|image from Roman History|
If you haven't heard of Horatius at the Bridge yet, you are missing out. He was an ancient world hero who defied death and unbelievable odds.
Cub and Flower are memorizing the 70 stanza poem this year for fun. Not really. I mean, they are memorizing it. But I'm not sure they own the fun part yet. I am exercising my rights as PaxRoMomma and making them do it whether they want to or not. Latin Highlands School introduces Horatius to their 5th graders and those who memorize the entire poem are awarded the prestigious "Churchill Award." (cause Churchill did it too. I figured if it's good enough for the British Bulldog, it's good enough for us). In other words, it's all for their own good.
The Lays of Ancient Rome are five ballads written by the Englishman, Thomas Babington Macaulay, and published in 1842. Horatius is the most famous of the ballads and consists of 70 stanzas.
Which leads us to "who cares." Seriously. Why have the kids memorize ancient history, an event that is hardly remembered and full of difficult vocab and places long forgotten. Here's why.

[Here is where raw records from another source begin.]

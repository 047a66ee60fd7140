use chrono::{DateTime, Duration as ChronoDuration, Utc};
use std::sync::{Arc, Mutex};
use std::time::Duration;

/// Source of wall-clock time for history timestamps and save throttling
pub trait Clock: Send + Sync {
    fn now(&self) -> DateTime<Utc>;
}

#[derive(Debug, Default, Clone, Copy)]
pub struct SystemClock;

impl Clock for SystemClock {
    fn now(&self) -> DateTime<Utc> {
        Utc::now()
    }
}

/// Clock that only moves when told to. Clones share the same time.
#[derive(Debug, Clone)]
pub struct ManualClock {
    now: Arc<Mutex<DateTime<Utc>>>,
}

impl ManualClock {
    pub fn new(start: DateTime<Utc>) -> Self {
        Self {
            now: Arc::new(Mutex::new(start)),
        }
    }

    pub fn advance(&self, by: Duration) {
        let step = ChronoDuration::from_std(by).unwrap_or(ChronoDuration::zero());
        if let Ok(mut now) = self.now.lock() {
            *now += step;
        }
    }

    pub fn set(&self, to: DateTime<Utc>) {
        if let Ok(mut now) = self.now.lock() {
            *now = to;
        }
    }
}

impl Clock for ManualClock {
    fn now(&self) -> DateTime<Utc> {
        match self.now.lock() {
            Ok(now) => *now,
            Err(poisoned) => *poisoned.into_inner(),
        }
    }
}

B. It teaches them vocabulary.
C. It teaches them geography.
D. It teaches them pronunciation of difficult words.
E. It teaches them presentation skills (such as slowing down, over pronunciation, over learning, etc).

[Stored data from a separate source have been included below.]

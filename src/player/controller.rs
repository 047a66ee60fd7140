use tracing::{debug, info, trace, warn};

use super::session::{AudioSettings, MediaTarget, PlaybackSession};
use super::skip_windows::SkipWindows;
use super::traits::MediaBackend;
use super::types::{LoadGeneration, MediaEvent, PlaybackRate, PlaybackState, SkipVisibility};
use crate::events::{EventBus, PlayerEvent};

/// Player behaviour that comes from configuration
#[derive(Debug, Clone, Copy)]
pub struct PlayerSettings {
    pub skip_windows: SkipWindows,
    /// Start playing as soon as the media reports ready
    pub autoplay_on_load: bool,
    pub audio: AudioSettings,
}

impl Default for PlayerSettings {
    fn default() -> Self {
        Self {
            skip_windows: SkipWindows::new(90.0, 30.0),
            autoplay_on_load: true,
            audio: AudioSettings::default(),
        }
    }
}

/// What a media event meant for the caller
#[derive(Debug, Clone, PartialEq)]
pub enum MediaSignal {
    /// Applied to the current session
    Applied,
    /// Belonged to a superseded load, or made no sense in the current state
    Ignored,
    /// Playback reached the end of the current episode
    EndOfMedia(MediaTarget),
    /// The pipeline rejected the current URL
    LoadFailed { target: MediaTarget, message: String },
}

/// Where the controller is between sessions
#[derive(Debug, Clone, PartialEq)]
enum Slot {
    Empty,
    /// A new episode was requested and its URL is still being fetched
    AwaitingSource,
    /// The fetch for the requested episode failed before anything loaded
    SourceFailed(String),
    Active(PlaybackSession),
}

impl Slot {
    fn session(&self) -> Option<&PlaybackSession> {
        match self {
            Slot::Active(session) => Some(session),
            _ => None,
        }
    }

    fn session_mut(&mut self) -> Option<&mut PlaybackSession> {
        match self {
            Slot::Active(session) => Some(session),
            _ => None,
        }
    }

    fn state(&self) -> PlaybackState {
        match self {
            Slot::Empty => PlaybackState::Idle,
            Slot::AwaitingSource => PlaybackState::Loading,
            Slot::SourceFailed(message) => PlaybackState::Error(message.clone()),
            Slot::Active(session) => session.state.clone(),
        }
    }
}

/// Owns the single active media session and its transport state.
///
/// All calls are synchronous and must come from the UI thread. Media
/// readiness arrives later through [`handle_media_event`](Self::handle_media_event),
/// tagged with the [`LoadGeneration`] returned by [`load`](Self::load); only
/// the newest generation is honoured. The controller never retries a failed
/// load by itself.
pub struct PlaybackController {
    backend: Box<dyn MediaBackend>,
    slot: Slot,
    generation: LoadGeneration,
    audio: AudioSettings,
    skip_windows: SkipWindows,
    autoplay_on_load: bool,
    events: EventBus,
}

impl PlaybackController {
    pub fn new(backend: Box<dyn MediaBackend>, settings: PlayerSettings, events: EventBus) -> Self {
        Self {
            backend,
            slot: Slot::Empty,
            generation: LoadGeneration::default(),
            audio: settings.audio,
            skip_windows: settings.skip_windows,
            autoplay_on_load: settings.autoplay_on_load,
            events,
        }
    }

    pub fn state(&self) -> PlaybackState {
        self.slot.state()
    }

    pub fn session(&self) -> Option<&PlaybackSession> {
        self.slot.session()
    }

    pub fn current_generation(&self) -> LoadGeneration {
        self.generation
    }

    pub fn audio(&self) -> AudioSettings {
        self.audio
    }

    pub fn skip_visibility(&self) -> SkipVisibility {
        self.slot.session().map(|s| s.skip).unwrap_or_default()
    }

    pub fn set_autoplay_on_load(&mut self, enabled: bool) {
        self.autoplay_on_load = enabled;
    }

    pub fn events(&self) -> &EventBus {
        &self.events
    }

    /// Tear down the current session and sit in `Loading` until the next
    /// URL arrives through [`load`](Self::load) or the fetch fails.
    pub fn await_source(&mut self) {
        self.replace_slot(Slot::AwaitingSource);
    }

    /// The URL fetch for the awaited episode failed
    pub fn fail_source(&mut self, message: impl Into<String>) {
        if self.slot == Slot::AwaitingSource {
            self.replace_slot(Slot::SourceFailed(message.into()));
        }
    }

    /// Replace the session with a fresh one for `target` and start loading it.
    /// Any load still in flight is invalidated.
    pub fn load(&mut self, target: MediaTarget) -> LoadGeneration {
        info!(
            "Loading {} episode {} from {}",
            target.drama_id, target.episode_index, target.url
        );
        self.backend.load(&target.url);
        let session = PlaybackSession::new(target, self.generation.next(), self.audio);
        self.replace_slot(Slot::Active(session));
        debug!("Load generation is now {}", self.generation.0);
        self.generation
    }

    /// Drop the session and stop the media element
    pub fn unload(&mut self) {
        if self.slot != Slot::Empty {
            self.replace_slot(Slot::Empty);
        }
    }

    fn replace_slot(&mut self, next: Slot) {
        let from = self.slot.state();
        let had_skip = self.skip_visibility();

        if matches!(self.slot, Slot::Active(_)) && !matches!(next, Slot::Active(_)) {
            self.backend.stop();
        }
        self.generation = self.generation.next();
        self.slot = next;

        let to = self.slot.state();
        if from != to {
            self.events.publish(PlayerEvent::StateChanged { from, to });
        }
        if had_skip != SkipVisibility::default() {
            self.events
                .publish(PlayerEvent::SkipVisibilityChanged(SkipVisibility::default()));
        }
    }

    pub fn handle_media_event(&mut self, generation: LoadGeneration, event: MediaEvent) -> MediaSignal {
        let is_current = self
            .slot
            .session()
            .is_some_and(|s| s.generation == generation);
        if !is_current {
            debug!(
                "Ignoring {:?} from stale load generation {} (current {})",
                event, generation.0, self.generation.0
            );
            return MediaSignal::Ignored;
        }

        match event {
            MediaEvent::Ready { duration } => self.on_ready(duration),
            MediaEvent::DurationChanged(duration) => {
                if let Some(session) = self.slot.session_mut()
                    && duration.is_finite()
                    && duration > 0.0
                {
                    session.duration = Some(duration);
                }
                MediaSignal::Applied
            }
            MediaEvent::TimeUpdate(position) => self.on_time_update(position),
            MediaEvent::Buffering(buffering) => self.on_buffering(buffering),
            MediaEvent::Ended => self.on_ended(),
            MediaEvent::Error(message) => self.on_error(message),
        }
    }

    fn on_ready(&mut self, duration: f64) -> MediaSignal {
        let Some(session) = self.slot.session_mut() else {
            return MediaSignal::Ignored;
        };
        if session.state != PlaybackState::Loading {
            debug!("Ignoring ready while {}", session.state);
            return MediaSignal::Ignored;
        }
        if duration.is_finite() && duration > 0.0 {
            session.duration = Some(duration);
        }

        self.set_state(PlaybackState::Ready);
        if self.autoplay_on_load {
            self.backend.play();
            self.set_state(PlaybackState::Playing { buffering: false });
        }
        MediaSignal::Applied
    }

    fn on_time_update(&mut self, position: f64) -> MediaSignal {
        let windows = self.skip_windows;
        let Some(session) = self.slot.session_mut() else {
            return MediaSignal::Ignored;
        };
        if !session.state.accepts_transport() || !position.is_finite() {
            return MediaSignal::Ignored;
        }

        let upper = session.duration.unwrap_or(f64::MAX);
        session.position = position.clamp(0.0, upper);
        trace!("Time update {:.1}/{:?}", session.position, session.duration);

        let position = session.position;
        let duration = session.duration;
        self.events
            .publish(PlayerEvent::TimeUpdate { position, duration });
        self.refresh_skip_visibility(windows.visibility(position, duration));
        MediaSignal::Applied
    }

    fn on_buffering(&mut self, buffering: bool) -> MediaSignal {
        let next = match self.state() {
            PlaybackState::Playing { buffering: was } if was != buffering => {
                PlaybackState::Playing { buffering }
            }
            PlaybackState::Paused { buffering: was } if was != buffering => {
                PlaybackState::Paused { buffering }
            }
            _ => return MediaSignal::Ignored,
        };
        self.set_state(next);
        self.events.publish(PlayerEvent::BufferingChanged(buffering));
        MediaSignal::Applied
    }

    fn on_ended(&mut self) -> MediaSignal {
        let Some(session) = self.slot.session_mut() else {
            return MediaSignal::Ignored;
        };
        if !session.state.accepts_transport() {
            return MediaSignal::Ignored;
        }
        if let Some(duration) = session.duration {
            session.position = duration;
        }
        let target = session.target.clone();

        self.set_state(PlaybackState::Ended);
        self.refresh_skip_visibility(SkipVisibility::default());
        info!(
            "Reached end of {} episode {}",
            target.drama_id, target.episode_index
        );
        self.events.publish(PlayerEvent::EndOfMedia {
            drama_id: target.drama_id.clone(),
            episode_index: target.episode_index,
        });
        MediaSignal::EndOfMedia(target)
    }

    fn on_error(&mut self, message: String) -> MediaSignal {
        let Some(session) = self.slot.session() else {
            return MediaSignal::Ignored;
        };
        if session.state.is_terminal() {
            return MediaSignal::Ignored;
        }
        let target = session.target.clone();

        warn!(
            "Media pipeline failed for {} episode {}: {}",
            target.drama_id, target.episode_index, message
        );
        self.set_state(PlaybackState::Error(message.clone()));
        self.refresh_skip_visibility(SkipVisibility::default());
        MediaSignal::LoadFailed { target, message }
    }

    /// No-op unless the session is Ready, Playing or Paused
    pub fn play(&mut self) -> bool {
        match self.state() {
            PlaybackState::Playing { .. } => true,
            PlaybackState::Ready => {
                self.backend.play();
                self.set_state(PlaybackState::Playing { buffering: false });
                true
            }
            PlaybackState::Paused { buffering } => {
                self.backend.play();
                self.set_state(PlaybackState::Playing { buffering });
                true
            }
            other => {
                debug!("Ignoring play while {}", other);
                false
            }
        }
    }

    /// No-op unless the session is Ready, Playing or Paused
    pub fn pause(&mut self) -> bool {
        match self.state() {
            PlaybackState::Paused { .. } => true,
            PlaybackState::Ready => {
                self.backend.pause();
                self.set_state(PlaybackState::Paused { buffering: false });
                true
            }
            PlaybackState::Playing { buffering } => {
                self.backend.pause();
                self.set_state(PlaybackState::Paused { buffering });
                true
            }
            other => {
                debug!("Ignoring pause while {}", other);
                false
            }
        }
    }

    /// Seek within `[0, duration]`. Requires a known duration. Seeking back
    /// from Ended leaves the session paused at the new position.
    pub fn seek(&mut self, to_seconds: f64) -> bool {
        let windows = self.skip_windows;
        let Some(session) = self.slot.session_mut() else {
            return false;
        };
        let Some(duration) = session.duration else {
            debug!("Ignoring seek before duration is known");
            return false;
        };
        if !(session.state.accepts_transport() || session.state == PlaybackState::Ended)
            || !to_seconds.is_finite()
        {
            return false;
        }

        let target = to_seconds.clamp(0.0, duration);
        session.position = target;
        let resume_paused = session.state == PlaybackState::Ended && target < duration;
        self.backend.seek(target);

        if resume_paused {
            self.set_state(PlaybackState::Paused { buffering: false });
        }
        self.events.publish(PlayerEvent::TimeUpdate {
            position: target,
            duration: Some(duration),
        });
        self.refresh_skip_visibility(windows.visibility(target, Some(duration)));
        true
    }

    /// Jump past the intro window. False when already past it.
    pub fn skip_intro(&mut self) -> bool {
        let Some(session) = self.slot.session() else {
            return false;
        };
        let intro_end = self.skip_windows.intro_end(session.duration);
        if session.position >= intro_end {
            return false;
        }
        debug!("Skipping intro to {:.1}s", intro_end);
        self.seek(intro_end)
    }

    pub fn set_volume(&mut self, volume: f64) {
        let volume = if volume.is_finite() {
            volume.clamp(0.0, 1.0)
        } else {
            self.audio.volume
        };
        self.audio.volume = volume;
        self.backend.set_volume(volume);
        self.sync_audio();
        self.events.publish(PlayerEvent::VolumeChanged {
            volume,
            muted: self.audio.muted,
        });
    }

    pub fn set_muted(&mut self, muted: bool) {
        self.audio.muted = muted;
        self.backend.set_muted(muted);
        self.sync_audio();
        self.events.publish(PlayerEvent::VolumeChanged {
            volume: self.audio.volume,
            muted,
        });
    }

    /// Applies the allowed rate nearest to `requested` and returns it
    pub fn set_playback_rate(&mut self, requested: f64) -> PlaybackRate {
        let rate = PlaybackRate::nearest(requested);
        if rate.value() != requested {
            debug!("Playback rate {} snapped to {}", requested, rate);
        }
        self.audio.rate = rate;
        self.backend.set_playback_rate(rate.value());
        self.sync_audio();
        self.events.publish(PlayerEvent::RateChanged(rate));
        rate
    }

    fn sync_audio(&mut self) {
        let audio = self.audio;
        if let Some(session) = self.slot.session_mut() {
            session.audio = audio;
        }
    }

    fn set_state(&mut self, to: PlaybackState) {
        let Some(session) = self.slot.session_mut() else {
            return;
        };
        if session.state == to {
            return;
        }
        let from = std::mem::replace(&mut session.state, to.clone());
        debug!("Playback state {} -> {}", from, to);
        self.events.publish(PlayerEvent::StateChanged { from, to });
    }

    fn refresh_skip_visibility(&mut self, visibility: SkipVisibility) {
        let Some(session) = self.slot.session_mut() else {
            return;
        };
        if session.skip != visibility {
            session.skip = visibility;
            self.events
                .publish(PlayerEvent::SkipVisibilityChanged(visibility));
        }
    }
}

F. It teaches them rhyme and meter.
G. It teaches them about the hero's of the past who exhibited character qualities such as courage, bravery and valor.

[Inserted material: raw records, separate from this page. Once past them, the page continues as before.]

use tracing::trace;

/// The media element the controller drives.
///
/// Commands are fire-and-forget and must not block. The element reports
/// back asynchronously by feeding [`MediaEvent`](super::MediaEvent)s into
/// [`PlaybackController::handle_media_event`](super::PlaybackController::handle_media_event).
pub trait MediaBackend: Send {
    fn load(&mut self, url: &str);
    fn play(&mut self);
    fn pause(&mut self);
    fn stop(&mut self);
    fn seek(&mut self, position: f64);
    fn set_volume(&mut self, volume: f64);
    fn set_muted(&mut self, muted: bool);
    fn set_playback_rate(&mut self, rate: f64);
}

/// Backend that accepts every command and never reports anything back.
/// Used by headless tools that only need navigation and history.
#[derive(Debug, Default)]
pub struct NullBackend {
    loaded: Option<String>,
}

impl NullBackend {
    pub fn new() -> Self {
        Self::default()
    }

    pub fn loaded_url(&self) -> Option<&str> {
        self.loaded.as_deref()
    }
}

impl MediaBackend for NullBackend {
    fn load(&mut self, url: &str) {
        trace!("null backend load {}", url);
        self.loaded = Some(url.to_string());
    }

    fn play(&mut self) {}

    fn pause(&mut self) {}

    fn stop(&mut self) {
        self.loaded = None;
    }

    fn seek(&mut self, _position: f64) {}

    fn set_volume(&mut self, _volume: f64) {}

    fn set_muted(&mut self, _muted: bool) {}

    fn set_playback_rate(&mut self, _rate: f64) {}
}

H. It teaches them that politics, events and decisions made last long past the people who made them.
I. It teaches them to stretch their brain, demand more of themselves than they think possible.
J. It teaches them the joy of ownership (cause once they've memorized something nobody can take that away).
K. It teaches them perseverance. Because believe me, they want to give up on this daunting task about every.single.week.
L. It teaches them to continue to exercise their mental muscles. They done lots of poetry memorization in the past. They watch Feeche and friends perform an entire Shakespeare play once each summer (average length -2 hours). M. They want to make me happy.
N. They want to earn the toy they've been promised once they complete the poem.
See how nice I am? I've committed to getting them the toy of their choice (within a specific amount) if they do in fact complete it. And I'll be vlogging it as well (now that is motivation for my little Hams!).
Horatius? We'd heard of him before, 'casue we're passionate about history too. This year, we're getting to know him on a whole new level!